WHAT NEEDS TO BE DONE: Counting only lines below that contain the string "retries", give the total as a single number.
EXCERPTED RECORDS below:
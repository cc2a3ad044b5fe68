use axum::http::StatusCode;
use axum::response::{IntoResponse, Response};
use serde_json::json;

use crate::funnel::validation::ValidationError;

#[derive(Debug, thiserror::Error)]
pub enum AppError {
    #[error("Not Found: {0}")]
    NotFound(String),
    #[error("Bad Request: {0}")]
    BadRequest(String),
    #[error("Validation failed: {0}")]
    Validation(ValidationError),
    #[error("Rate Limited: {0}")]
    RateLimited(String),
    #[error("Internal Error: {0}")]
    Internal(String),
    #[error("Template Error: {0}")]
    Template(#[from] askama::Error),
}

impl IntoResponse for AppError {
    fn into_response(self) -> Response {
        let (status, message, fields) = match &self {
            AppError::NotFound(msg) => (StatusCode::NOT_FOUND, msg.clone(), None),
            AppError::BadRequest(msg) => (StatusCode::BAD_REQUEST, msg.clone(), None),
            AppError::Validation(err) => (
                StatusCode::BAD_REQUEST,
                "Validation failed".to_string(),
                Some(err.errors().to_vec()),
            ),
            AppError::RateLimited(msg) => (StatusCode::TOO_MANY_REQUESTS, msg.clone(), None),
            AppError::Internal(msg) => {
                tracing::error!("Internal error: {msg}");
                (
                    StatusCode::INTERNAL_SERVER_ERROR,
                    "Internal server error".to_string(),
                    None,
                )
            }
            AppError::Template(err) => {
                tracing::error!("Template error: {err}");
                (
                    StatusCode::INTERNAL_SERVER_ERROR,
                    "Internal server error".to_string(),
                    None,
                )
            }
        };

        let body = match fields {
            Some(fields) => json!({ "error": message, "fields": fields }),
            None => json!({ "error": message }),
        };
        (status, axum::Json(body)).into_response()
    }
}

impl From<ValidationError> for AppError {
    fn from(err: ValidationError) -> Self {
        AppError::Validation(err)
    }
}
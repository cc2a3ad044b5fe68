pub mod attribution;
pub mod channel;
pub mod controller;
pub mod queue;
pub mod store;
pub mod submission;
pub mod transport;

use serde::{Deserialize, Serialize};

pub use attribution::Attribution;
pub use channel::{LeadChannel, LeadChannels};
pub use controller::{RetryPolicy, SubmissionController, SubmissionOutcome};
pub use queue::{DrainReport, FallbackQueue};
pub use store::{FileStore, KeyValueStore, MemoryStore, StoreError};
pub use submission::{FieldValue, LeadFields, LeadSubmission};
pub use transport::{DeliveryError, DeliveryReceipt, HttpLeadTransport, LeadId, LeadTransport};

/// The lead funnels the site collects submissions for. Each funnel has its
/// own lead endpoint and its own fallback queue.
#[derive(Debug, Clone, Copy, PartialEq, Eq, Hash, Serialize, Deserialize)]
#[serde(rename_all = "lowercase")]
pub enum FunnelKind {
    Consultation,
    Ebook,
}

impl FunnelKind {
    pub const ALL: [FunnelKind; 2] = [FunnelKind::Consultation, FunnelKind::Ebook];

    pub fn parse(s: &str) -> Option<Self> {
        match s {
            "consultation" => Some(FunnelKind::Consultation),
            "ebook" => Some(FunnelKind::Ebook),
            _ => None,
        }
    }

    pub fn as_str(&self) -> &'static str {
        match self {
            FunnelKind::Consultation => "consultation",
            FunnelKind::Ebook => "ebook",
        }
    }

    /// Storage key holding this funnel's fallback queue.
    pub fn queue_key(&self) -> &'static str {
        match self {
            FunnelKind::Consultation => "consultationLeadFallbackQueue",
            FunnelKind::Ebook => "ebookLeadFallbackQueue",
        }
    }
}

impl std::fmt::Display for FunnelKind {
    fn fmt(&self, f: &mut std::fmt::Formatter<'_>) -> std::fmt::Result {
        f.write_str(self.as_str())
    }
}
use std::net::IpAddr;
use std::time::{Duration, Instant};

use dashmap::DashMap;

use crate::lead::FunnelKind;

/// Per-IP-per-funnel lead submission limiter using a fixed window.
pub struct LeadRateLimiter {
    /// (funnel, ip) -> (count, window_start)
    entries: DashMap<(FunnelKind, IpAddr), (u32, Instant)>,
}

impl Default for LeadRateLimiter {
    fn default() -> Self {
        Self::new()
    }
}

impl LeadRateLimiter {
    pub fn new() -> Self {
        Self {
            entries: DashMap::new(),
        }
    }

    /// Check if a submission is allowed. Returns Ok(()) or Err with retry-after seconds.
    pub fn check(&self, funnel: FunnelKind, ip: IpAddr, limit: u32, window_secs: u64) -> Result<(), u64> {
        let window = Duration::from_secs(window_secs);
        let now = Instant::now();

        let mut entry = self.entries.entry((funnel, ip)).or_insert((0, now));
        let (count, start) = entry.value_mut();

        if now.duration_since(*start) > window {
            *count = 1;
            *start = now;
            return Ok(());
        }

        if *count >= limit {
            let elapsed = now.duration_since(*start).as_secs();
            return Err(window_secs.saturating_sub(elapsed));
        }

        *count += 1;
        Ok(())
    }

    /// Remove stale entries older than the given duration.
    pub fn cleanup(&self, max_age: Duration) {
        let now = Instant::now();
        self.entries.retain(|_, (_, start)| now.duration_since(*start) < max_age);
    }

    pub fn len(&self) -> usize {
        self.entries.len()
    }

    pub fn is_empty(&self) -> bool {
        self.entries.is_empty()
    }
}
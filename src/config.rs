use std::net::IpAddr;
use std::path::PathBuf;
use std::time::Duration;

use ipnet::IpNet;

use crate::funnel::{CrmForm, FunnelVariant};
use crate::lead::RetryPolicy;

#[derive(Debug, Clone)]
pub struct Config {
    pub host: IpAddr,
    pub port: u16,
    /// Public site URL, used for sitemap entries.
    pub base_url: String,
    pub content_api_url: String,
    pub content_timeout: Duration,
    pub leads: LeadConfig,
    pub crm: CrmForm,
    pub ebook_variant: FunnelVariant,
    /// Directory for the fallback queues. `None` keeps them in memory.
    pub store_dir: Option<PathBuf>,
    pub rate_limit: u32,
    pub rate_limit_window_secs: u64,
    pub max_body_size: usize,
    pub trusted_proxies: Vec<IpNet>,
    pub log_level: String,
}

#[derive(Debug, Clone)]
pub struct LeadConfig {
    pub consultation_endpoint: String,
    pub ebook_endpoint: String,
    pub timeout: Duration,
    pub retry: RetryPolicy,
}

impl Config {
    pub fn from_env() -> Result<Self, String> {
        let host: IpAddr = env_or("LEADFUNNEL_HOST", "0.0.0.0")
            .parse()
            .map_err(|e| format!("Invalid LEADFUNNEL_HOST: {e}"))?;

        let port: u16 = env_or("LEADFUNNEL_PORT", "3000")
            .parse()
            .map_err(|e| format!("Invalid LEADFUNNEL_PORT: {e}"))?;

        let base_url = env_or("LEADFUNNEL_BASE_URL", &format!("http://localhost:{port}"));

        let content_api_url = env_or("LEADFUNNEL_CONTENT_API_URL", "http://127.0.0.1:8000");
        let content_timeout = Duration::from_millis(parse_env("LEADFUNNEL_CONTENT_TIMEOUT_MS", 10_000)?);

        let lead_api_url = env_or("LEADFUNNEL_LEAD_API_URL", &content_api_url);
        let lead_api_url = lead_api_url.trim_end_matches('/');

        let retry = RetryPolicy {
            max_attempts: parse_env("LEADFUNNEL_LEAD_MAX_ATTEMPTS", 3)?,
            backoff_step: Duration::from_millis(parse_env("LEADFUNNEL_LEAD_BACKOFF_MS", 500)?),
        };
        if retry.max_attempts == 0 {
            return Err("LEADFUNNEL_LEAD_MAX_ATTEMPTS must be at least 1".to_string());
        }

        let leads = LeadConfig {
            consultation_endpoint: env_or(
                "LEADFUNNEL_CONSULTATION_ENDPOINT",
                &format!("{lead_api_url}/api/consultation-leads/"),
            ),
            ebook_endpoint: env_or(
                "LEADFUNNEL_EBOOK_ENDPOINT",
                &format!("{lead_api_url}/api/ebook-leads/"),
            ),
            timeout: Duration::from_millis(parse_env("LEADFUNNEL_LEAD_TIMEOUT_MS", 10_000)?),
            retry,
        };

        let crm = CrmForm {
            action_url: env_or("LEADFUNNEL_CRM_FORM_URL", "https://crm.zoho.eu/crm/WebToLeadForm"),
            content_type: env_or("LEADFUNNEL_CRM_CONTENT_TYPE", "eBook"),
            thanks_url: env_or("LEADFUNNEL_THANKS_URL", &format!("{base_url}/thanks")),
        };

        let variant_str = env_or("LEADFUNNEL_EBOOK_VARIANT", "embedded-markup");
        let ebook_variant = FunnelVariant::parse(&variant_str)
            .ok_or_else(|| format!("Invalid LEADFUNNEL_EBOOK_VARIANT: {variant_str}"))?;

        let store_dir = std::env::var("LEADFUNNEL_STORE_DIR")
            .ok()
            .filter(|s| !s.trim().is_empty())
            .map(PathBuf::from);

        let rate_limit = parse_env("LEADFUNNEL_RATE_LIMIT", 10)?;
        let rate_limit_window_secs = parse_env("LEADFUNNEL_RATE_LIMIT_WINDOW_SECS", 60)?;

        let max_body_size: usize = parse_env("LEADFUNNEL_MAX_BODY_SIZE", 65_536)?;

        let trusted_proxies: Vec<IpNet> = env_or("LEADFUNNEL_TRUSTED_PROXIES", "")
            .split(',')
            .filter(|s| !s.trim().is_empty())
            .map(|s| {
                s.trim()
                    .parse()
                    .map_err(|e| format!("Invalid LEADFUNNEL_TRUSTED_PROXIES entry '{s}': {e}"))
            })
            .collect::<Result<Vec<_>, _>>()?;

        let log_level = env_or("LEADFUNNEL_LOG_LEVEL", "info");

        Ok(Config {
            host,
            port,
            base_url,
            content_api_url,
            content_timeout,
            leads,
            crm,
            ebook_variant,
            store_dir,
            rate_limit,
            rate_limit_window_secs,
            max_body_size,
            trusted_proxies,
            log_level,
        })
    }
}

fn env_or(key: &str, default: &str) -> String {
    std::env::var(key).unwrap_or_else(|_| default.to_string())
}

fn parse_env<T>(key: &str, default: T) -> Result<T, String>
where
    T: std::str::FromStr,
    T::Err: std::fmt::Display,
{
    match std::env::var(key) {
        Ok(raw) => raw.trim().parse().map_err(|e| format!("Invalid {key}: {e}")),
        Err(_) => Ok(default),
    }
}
End of EXCERPTED RECORDS.
EXCERPTED RECORDS below:
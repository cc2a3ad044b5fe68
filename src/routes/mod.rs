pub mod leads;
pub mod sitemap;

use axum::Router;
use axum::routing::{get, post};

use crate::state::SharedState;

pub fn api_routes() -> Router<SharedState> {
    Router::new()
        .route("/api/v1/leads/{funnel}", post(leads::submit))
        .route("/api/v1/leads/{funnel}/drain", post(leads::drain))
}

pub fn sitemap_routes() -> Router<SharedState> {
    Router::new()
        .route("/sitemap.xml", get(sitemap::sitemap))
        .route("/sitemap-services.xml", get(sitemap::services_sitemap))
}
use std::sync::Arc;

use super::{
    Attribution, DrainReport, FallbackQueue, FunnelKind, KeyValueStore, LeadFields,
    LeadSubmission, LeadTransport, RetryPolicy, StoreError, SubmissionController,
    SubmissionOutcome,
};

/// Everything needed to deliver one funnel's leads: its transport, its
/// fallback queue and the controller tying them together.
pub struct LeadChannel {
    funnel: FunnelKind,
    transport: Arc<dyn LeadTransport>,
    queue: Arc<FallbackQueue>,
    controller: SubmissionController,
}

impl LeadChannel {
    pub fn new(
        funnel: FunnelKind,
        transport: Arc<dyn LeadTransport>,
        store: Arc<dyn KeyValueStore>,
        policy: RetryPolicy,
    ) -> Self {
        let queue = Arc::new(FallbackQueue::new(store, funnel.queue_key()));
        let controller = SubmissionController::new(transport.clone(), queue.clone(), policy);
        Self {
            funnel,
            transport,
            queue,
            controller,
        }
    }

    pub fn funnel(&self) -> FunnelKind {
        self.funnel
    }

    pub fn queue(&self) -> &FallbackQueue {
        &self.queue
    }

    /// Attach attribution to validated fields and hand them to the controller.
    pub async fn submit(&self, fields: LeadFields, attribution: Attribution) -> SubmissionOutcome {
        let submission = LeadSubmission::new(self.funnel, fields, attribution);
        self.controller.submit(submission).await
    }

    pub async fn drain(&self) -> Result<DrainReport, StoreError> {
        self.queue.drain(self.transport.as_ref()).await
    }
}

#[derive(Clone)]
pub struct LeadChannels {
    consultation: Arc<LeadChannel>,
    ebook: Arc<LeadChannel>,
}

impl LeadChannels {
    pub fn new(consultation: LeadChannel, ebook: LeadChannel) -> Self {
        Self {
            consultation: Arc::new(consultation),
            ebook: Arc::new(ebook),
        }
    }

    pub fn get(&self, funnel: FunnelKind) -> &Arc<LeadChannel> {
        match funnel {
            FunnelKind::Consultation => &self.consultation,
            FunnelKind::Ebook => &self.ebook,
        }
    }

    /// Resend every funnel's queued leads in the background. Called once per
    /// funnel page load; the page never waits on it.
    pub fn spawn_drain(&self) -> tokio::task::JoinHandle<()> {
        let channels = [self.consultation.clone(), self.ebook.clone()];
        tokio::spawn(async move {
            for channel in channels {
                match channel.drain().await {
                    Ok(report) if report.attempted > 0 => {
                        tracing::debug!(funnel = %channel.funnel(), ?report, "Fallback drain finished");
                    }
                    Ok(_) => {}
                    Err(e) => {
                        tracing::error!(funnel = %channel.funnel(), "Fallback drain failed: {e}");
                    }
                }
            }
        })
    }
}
End of EXCERPTED RECORDS.
EXCERPTED RECORDS below:
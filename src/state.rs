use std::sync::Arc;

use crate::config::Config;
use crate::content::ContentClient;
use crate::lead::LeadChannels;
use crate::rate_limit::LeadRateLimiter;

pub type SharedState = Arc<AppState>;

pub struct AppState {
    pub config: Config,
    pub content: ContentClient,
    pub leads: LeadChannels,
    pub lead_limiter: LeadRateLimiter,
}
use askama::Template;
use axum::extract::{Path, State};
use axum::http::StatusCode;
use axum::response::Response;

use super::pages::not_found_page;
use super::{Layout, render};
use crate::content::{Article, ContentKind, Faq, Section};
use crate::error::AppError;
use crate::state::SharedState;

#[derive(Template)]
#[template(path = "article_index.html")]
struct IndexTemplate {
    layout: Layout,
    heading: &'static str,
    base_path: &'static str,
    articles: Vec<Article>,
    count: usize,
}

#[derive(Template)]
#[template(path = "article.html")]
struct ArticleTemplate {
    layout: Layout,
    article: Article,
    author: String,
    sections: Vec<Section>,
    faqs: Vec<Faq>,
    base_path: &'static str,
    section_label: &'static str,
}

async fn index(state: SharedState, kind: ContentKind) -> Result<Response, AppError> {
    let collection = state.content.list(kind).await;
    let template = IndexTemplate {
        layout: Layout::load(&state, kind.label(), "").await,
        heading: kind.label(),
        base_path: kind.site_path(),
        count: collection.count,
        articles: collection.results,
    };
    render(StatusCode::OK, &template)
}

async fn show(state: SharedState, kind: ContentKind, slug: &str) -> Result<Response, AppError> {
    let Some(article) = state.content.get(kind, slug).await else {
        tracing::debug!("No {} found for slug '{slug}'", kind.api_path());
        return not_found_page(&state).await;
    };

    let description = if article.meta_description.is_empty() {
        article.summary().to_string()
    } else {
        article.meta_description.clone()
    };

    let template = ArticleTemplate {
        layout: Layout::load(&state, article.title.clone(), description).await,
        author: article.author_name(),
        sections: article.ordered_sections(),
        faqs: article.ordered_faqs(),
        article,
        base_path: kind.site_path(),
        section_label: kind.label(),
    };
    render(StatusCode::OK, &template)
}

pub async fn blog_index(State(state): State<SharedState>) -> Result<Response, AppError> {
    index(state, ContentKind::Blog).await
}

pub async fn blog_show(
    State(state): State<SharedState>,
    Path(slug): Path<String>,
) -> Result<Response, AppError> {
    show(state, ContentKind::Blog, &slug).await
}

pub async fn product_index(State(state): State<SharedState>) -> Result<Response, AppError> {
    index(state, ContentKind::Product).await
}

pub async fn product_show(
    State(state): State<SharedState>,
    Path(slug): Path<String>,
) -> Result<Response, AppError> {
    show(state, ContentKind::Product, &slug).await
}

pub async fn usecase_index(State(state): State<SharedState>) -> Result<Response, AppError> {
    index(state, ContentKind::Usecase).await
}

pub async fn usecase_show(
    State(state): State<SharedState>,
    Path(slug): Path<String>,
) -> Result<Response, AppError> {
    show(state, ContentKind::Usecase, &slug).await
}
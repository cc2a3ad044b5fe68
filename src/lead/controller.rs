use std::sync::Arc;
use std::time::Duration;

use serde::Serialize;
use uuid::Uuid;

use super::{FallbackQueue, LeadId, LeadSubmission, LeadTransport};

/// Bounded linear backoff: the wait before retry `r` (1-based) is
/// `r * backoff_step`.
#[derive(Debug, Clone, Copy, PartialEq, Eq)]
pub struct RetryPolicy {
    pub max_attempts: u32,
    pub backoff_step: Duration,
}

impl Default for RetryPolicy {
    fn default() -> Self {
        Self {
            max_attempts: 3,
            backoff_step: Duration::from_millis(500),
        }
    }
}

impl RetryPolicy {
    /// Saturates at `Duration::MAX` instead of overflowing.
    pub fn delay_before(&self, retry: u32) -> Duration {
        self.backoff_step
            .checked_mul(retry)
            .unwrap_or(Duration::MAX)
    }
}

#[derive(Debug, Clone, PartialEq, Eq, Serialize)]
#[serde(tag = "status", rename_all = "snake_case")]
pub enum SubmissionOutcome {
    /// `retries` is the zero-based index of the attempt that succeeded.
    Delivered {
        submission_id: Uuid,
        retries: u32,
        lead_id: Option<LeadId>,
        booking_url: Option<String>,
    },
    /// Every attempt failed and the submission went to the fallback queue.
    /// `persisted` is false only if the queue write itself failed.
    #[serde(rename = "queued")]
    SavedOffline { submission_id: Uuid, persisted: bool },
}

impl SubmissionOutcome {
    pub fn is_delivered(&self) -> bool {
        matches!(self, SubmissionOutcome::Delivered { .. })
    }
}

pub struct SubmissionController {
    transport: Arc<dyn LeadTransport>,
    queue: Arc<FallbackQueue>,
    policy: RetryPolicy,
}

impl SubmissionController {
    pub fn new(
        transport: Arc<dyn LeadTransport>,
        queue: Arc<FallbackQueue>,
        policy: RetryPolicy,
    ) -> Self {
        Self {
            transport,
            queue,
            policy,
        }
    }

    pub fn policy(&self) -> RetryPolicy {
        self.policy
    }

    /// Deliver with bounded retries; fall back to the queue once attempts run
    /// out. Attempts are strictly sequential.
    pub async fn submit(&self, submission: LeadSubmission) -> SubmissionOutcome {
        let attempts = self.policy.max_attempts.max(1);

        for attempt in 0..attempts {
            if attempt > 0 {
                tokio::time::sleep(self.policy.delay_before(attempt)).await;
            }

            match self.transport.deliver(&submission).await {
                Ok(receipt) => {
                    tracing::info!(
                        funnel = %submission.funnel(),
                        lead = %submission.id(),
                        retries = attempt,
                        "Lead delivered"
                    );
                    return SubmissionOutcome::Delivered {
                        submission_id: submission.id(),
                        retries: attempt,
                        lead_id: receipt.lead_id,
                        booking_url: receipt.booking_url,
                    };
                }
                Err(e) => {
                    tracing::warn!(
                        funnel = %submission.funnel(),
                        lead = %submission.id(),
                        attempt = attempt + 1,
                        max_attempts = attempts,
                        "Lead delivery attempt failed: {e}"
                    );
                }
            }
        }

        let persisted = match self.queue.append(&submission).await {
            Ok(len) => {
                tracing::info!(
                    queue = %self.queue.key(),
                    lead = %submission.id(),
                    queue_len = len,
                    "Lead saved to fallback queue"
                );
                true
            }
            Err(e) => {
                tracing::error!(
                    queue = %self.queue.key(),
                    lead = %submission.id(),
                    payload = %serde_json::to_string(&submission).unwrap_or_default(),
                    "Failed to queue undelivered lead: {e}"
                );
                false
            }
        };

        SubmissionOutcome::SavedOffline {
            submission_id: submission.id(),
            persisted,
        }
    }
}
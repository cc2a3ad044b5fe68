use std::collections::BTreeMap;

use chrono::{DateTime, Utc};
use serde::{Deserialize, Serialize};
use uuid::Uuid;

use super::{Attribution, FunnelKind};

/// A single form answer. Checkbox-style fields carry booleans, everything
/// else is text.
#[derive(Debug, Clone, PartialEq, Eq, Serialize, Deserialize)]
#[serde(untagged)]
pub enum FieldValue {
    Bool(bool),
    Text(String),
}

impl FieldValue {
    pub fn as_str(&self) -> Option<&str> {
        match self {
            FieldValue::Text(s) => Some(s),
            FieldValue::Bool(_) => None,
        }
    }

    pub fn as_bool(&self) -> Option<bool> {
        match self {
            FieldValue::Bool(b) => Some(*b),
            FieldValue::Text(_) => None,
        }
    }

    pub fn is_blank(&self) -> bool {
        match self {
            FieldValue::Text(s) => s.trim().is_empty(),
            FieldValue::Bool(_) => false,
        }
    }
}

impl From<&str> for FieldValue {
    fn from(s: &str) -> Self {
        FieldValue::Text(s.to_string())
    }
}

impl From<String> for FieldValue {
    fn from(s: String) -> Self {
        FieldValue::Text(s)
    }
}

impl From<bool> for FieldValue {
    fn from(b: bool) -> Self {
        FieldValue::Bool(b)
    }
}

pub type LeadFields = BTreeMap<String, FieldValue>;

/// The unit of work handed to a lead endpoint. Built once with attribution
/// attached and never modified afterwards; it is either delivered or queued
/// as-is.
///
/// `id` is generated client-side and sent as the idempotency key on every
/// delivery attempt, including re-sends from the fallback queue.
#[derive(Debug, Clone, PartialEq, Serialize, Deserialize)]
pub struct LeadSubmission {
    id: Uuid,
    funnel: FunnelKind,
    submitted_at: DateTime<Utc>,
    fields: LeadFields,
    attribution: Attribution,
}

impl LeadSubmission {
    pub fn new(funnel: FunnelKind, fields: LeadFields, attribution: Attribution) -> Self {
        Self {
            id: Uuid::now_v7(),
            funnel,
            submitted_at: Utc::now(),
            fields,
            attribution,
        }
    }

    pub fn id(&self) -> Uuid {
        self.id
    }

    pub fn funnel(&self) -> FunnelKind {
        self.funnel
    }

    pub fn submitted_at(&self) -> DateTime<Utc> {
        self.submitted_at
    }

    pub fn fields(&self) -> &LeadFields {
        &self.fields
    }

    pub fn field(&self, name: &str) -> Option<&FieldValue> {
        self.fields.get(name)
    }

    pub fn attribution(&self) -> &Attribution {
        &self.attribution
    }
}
End of EXCERPTED RECORDS.
WRITTEN REPLY: 5